Dynastic cycle Like the
three ages of the Greek poet
Hesiod, the oldest Chinese historiography viewed mankind as living in a fallen age of depravity, cut off from the virtues of the past, as
Confucius and his disciples revered the
sage kings
Emperor Yao and
Emperor Shun. Unlike Hesiod's system, however, the
Duke of Zhou's idea of the
Mandate of Heaven as a rationale for dethroning the supposedly divine
Zi clan led subsequent historians to see man's fall as a
cyclical pattern. In this view, a new dynasty is founded by a morally upright founder, but his successors cannot help but become increasingly corrupt and dissolute. This immorality removes the dynasty's divine favor and is manifested by natural disasters (particularly
floods), rebellions, and foreign invasions. Eventually, the dynasty becomes weak enough to be replaced by a new one, whose founder is able to
rectify many of society's problems and begin the cycle anew. Over time, many people felt a full correction was not possible, and that the
golden age of Yao and Shun could not be attained. This
teleological theory implies that there can be only one rightful sovereign
under heaven at a time. Thus, despite the fact that Chinese history has had many lengthy and contentious periods of disunity, a great effort was made by official historians to establish a legitimate precursor whose fall allowed a new dynasty to acquire its mandate. Similarly, regardless of the particular merits of individual emperors, founders would be portrayed in more laudatory terms, and the last ruler of a dynasty would always be castigated as depraved and unworthy – even when that was not the case. Such a narrative was employed after the fall of the empire by those compiling the
history of the Qing, and by those who justified the attempted restorations of the imperial system by
Yuan Shikai and
Zhang Xun.
Multi-ethnic history Traditional Chinese historiography includes states ruled by other peoples (Mongols, Manchus, Tibetans etc.) in the dynastic history of China proper, ignoring their own historical traditions and considering them parts of China. Two historiographic traditions: of unity in East Asia as a historical norm for this region, and of dynasties successively reigning on the Son of Heaven's throne allowed Chinese elites describing historical process in China in simplified categories providing the basis for the concept of modern "unitary China" within the borders of the former Qing Empire, which was also ruled by Chinese emperors. However, deeper analysis reveals that, in fact, there was not a succession of dynasties ruled the same unitary China, but there were different states in certain regions of East Asia, some of which have been termed by later historiographers as the Empire ruled by the Son of the Heaven. As early as the 1930s, the American scholar
Owen Lattimore argued that China was the product of the interaction of farming and pastoral societies, rather than simply the expansion of the
Han people. Lattimore did not accept the more extreme
Sino-Babylonian theories that the essential elements of early
Chinese technology and
religion had come from
Western Asia, but he was among the scholars to argue against the assumption they had all been indigenous. Both the
Republic of China and the
People's Republic of China hold the view that Chinese history should include all the
ethnic groups of the lands held by the Qing dynasty during its
territorial peak, with these ethnicities forming part of the
Zhonghua minzu (Chinese nation). This view is in contrast with
Han chauvinism promoted by the Qing-era
Tongmenghui. This expanded view encompasses internal and external tributary lands, as well as
conquest dynasties in the history of a China seen as a coherent multi-ethnic nation since time immemorial, incorporating and accepting the contributions and cultures of non-Han ethnicities. The acceptance of this view by ethnic minorities sometimes depends on their views on present-day issues. The
14th Dalai Lama, long insistent on Tibet's history being separate from that of China, conceded in 2005 that Tibet "is a part of" China's "

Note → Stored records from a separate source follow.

// SPDX-License-Identifier: GPL-3.0-only

//! Integration tests for the session controller lifecycle

use codescanner::backends::scripted::{AccessAnswer, ScriptedPlatform, StartConfirmation};
use codescanner::backends::{AuthorizationStatus, MetadataObject, SymbolType};
use codescanner::config::{GuideStyle, ReconfigurePolicy};
use codescanner::errors::UnsupportedReason;
use codescanner::overlay::{Rect, Rgba, Size};
use codescanner::session::{ChannelObserver, ScannerNotification, SessionController, SessionState};
use codescanner::{ConfigError, ResultDiscipline, ScanFailure, SessionConfig};
use std::sync::Arc;
use std::time::Duration;
use tokio::sync::mpsc::UnboundedReceiver;

const WAIT: Duration = Duration::from_secs(5);

fn controller_for(
    platform: &ScriptedPlatform,
) -> (SessionController, UnboundedReceiver<ScannerNotification>) {
    let (observer, notifications) = ChannelObserver::new();
    let controller = SessionController::new(Arc::new(platform.clone())).with_observer(observer);
    (controller, notifications)
}

fn notifications_of(rx: &mut UnboundedReceiver<ScannerNotification>) -> Vec<ScannerNotification> {
    let mut out = Vec::new();
    while let Ok(notification) = rx.try_recv() {
        out.push(notification);
    }
    out
}

/// Process events until the controller leaves `Configuring`
async fn settle(controller: &mut SessionController) {
    tokio::time::timeout(WAIT, async {
        while matches!(
            controller.state(),
            SessionState::Configuring | SessionState::RequestingPermission
        ) {
            if !controller.process_next().await {
                break;
            }
        }
    })
    .await
    .expect("controller did not settle");
}

/// Wait until the scripted session was started on the worker thread
async fn wait_for_start(platform: &ScriptedPlatform) {
    tokio::time::timeout(WAIT, async {
        while !platform.is_running() {
            tokio::time::sleep(Duration::from_millis(5)).await;
        }
    })
    .await
    .expect("session never started");
}

async fn running(
    platform: &ScriptedPlatform,
    config: SessionConfig,
) -> (SessionController, UnboundedReceiver<ScannerNotification>) {
    let (mut controller, notifications) = controller_for(platform);
    controller.attach(config).unwrap();
    controller.become_visible();
    settle(&mut controller).await;
    assert_eq!(controller.state(), SessionState::Running);
    (controller, notifications)
}

async fn deliver(
    controller: &mut SessionController,
    platform: &ScriptedPlatform,
    objects: Vec<MetadataObject>,
) {
    assert!(platform.emit_metadata(objects));
    tokio::time::timeout(WAIT, controller.process_next())
        .await
        .expect("metadata not delivered");
}

#[tokio::test]
async fn test_runs_only_when_visible_with_access_and_support() {
    let platform = ScriptedPlatform::new();
    let (mut controller, mut notifications) = controller_for(&platform);
    let bindings = controller.bindings();

    controller.attach(SessionConfig::default()).unwrap();
    assert_eq!(controller.state(), SessionState::Idle);
    assert!(!bindings.flags().is_session_started);
    assert_eq!(platform.counters().sessions_created, 0);

    controller.become_visible();
    settle(&mut controller).await;

    assert_eq!(controller.state(), SessionState::Running);
    assert!(controller.is_scanner_supported());
    let flags = bindings.flags();
    assert!(flags.is_session_started);
    assert!(flags.is_camera_supported);
    assert!(flags.has_camera_access);
    assert!(matches!(
        notifications_of(&mut notifications)[..],
        [ScannerNotification::SessionStarted]
    ));
}

#[tokio::test]
async fn test_not_visible_never_builds() {
    let platform = ScriptedPlatform::new();
    let (mut controller, _notifications) = controller_for(&platform);

    controller.attach(SessionConfig::default()).unwrap();
    controller.layout_changed(Rect::new(0.0, 0.0, 390.0, 844.0));
    assert_eq!(controller.process_pending(), 0);

    let counters = platform.counters();
    assert_eq!(counters.sessions_created, 0);
    assert_eq!(counters.prompts, 0);
}

#[tokio::test]
async fn test_double_visible_builds_one_pipeline() {
    let platform = ScriptedPlatform::new();
    let (mut controller, mut notifications) = running(&platform, SessionConfig::default()).await;

    controller.become_visible();
    controller.process_pending();

    let counters = platform.counters();
    assert_eq!(counters.sessions_created, 1);
    assert_eq!(counters.inputs_opened, 1);
    assert_eq!(counters.outputs_added, 1);
    assert_eq!(counters.starts, 1);
    assert_eq!(notifications_of(&mut notifications).len(), 1);
}

#[tokio::test]
async fn test_revisible_reuses_pipeline() {
    let platform = ScriptedPlatform::new();
    let (mut controller, _notifications) = running(&platform, SessionConfig::default()).await;
    let pipeline = controller.pipeline_id();

    controller.become_hidden();
    assert_eq!(controller.state(), SessionState::Stopped);

    controller.become_visible();
    settle(&mut controller).await;

    assert_eq!(controller.state(), SessionState::Running);
    assert_eq!(controller.pipeline_id(), pipeline);
    assert_eq!(platform.counters().sessions_created, 1);
    assert_eq!(platform.counters().starts, 2);
}

#[tokio::test]
async fn test_hide_stops_synchronously() {
    let platform = ScriptedPlatform::new();
    let (mut controller, _notifications) = running(&platform, SessionConfig::default()).await;
    let bindings = controller.bindings();

    controller.become_hidden();

    assert!(!platform.is_running());
    assert_eq!(platform.counters().stops, 1);
    assert_eq!(controller.state(), SessionState::Stopped);
    assert!(!bindings.flags().is_session_started);
    assert!(controller.guide_overlay().is_none());
}

#[tokio::test]
async fn test_denied_prompt_notifies_once() {
    let platform = ScriptedPlatform::new()
        .with_authorization(AuthorizationStatus::NotDetermined)
        .with_access_answer(AccessAnswer::Deny);
    let (mut controller, mut notifications) = controller_for(&platform);

    controller.attach(SessionConfig::default()).unwrap();
    controller.become_visible();
    assert_eq!(controller.state(), SessionState::RequestingPermission);
    settle(&mut controller).await;

    assert_eq!(controller.state(), SessionState::PermissionDenied);
    assert_eq!(controller.last_failure(), Some(&ScanFailure::PermissionDenied));
    assert!(!controller.bindings().flags().has_camera_access);

    let received = notifications_of(&mut notifications);
    assert_eq!(received.len(), 1);
    assert!(matches!(received[0], ScannerNotification::NoCameraAccess(_)));

    let counters = platform.counters();
    assert_eq!(counters.prompts, 1);
    assert_eq!(counters.inputs_opened, 0);
    assert_eq!(counters.sessions_created, 0);
    assert_eq!(counters.outputs_added, 0);
}

#[tokio::test]
async fn test_already_denied_does_not_prompt() {
    let platform = ScriptedPlatform::new().with_authorization(AuthorizationStatus::Restricted);
    let (mut controller, mut notifications) = controller_for(&platform);

    controller.attach(SessionConfig::default()).unwrap();
    controller.become_visible();

    assert_eq!(controller.state(), SessionState::PermissionDenied);
    assert_eq!(platform.counters().prompts, 0);
    assert!(matches!(
        notifications_of(&mut notifications)[..],
        [ScannerNotification::NoCameraAccess(_)]
    ));
}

5,000-year history" as part of a new proposal for Tibetan autonomy.
Korean nationalists have virulently reacted against China's application to
UNESCO for recognition of the
Goguryeo tombs in Chinese territory. The absolute independence of
Goguryeo is a central aspect of Korean identity, because, according to Korean legend, Goguryeo was independent of China and Japan, compared to subordinate states such as the
Joseon dynasty and the
Korean Empire. The legacy of
Genghis Khan has been contested between China, Mongolia, and Russia, all three states having significant numbers of ethnic
Mongols within their borders and holding territory that was conquered by the Khan. The
Jin dynasty tradition of a new dynasty composing the official history for its preceding dynasty/dynasties has been seen to foster an ethnically inclusive interpretation of Chinese history. The compilation of official histories usually involved monumental intellectual labor. The
Yuan and Qing dynasties, ruled by the
Mongols and
Manchus, faithfully carried out this practice, composing the official Chinese-language histories of the Han-ruled
Song and
Ming dynasties, respectively. Recent Western scholars have reacted against the ethnically inclusive narrative in traditional and
Chinese Communist Party (CCP)-sponsored history, by writing
revisionist histories of China such as the
New Qing History that feature, according to James A. Millward, "a degree of 'partisanship' for the indigenous underdogs of frontier history". Scholarly interest in writing about Chinese minorities from non-Chinese perspectives is growing. So too is the rejection of a unified cultural narrative in early China. Historians engaging with archaeological progress find increasingly demonstrated a rich amalgam of diverse cultures in regions the received literature positions as homogeneous.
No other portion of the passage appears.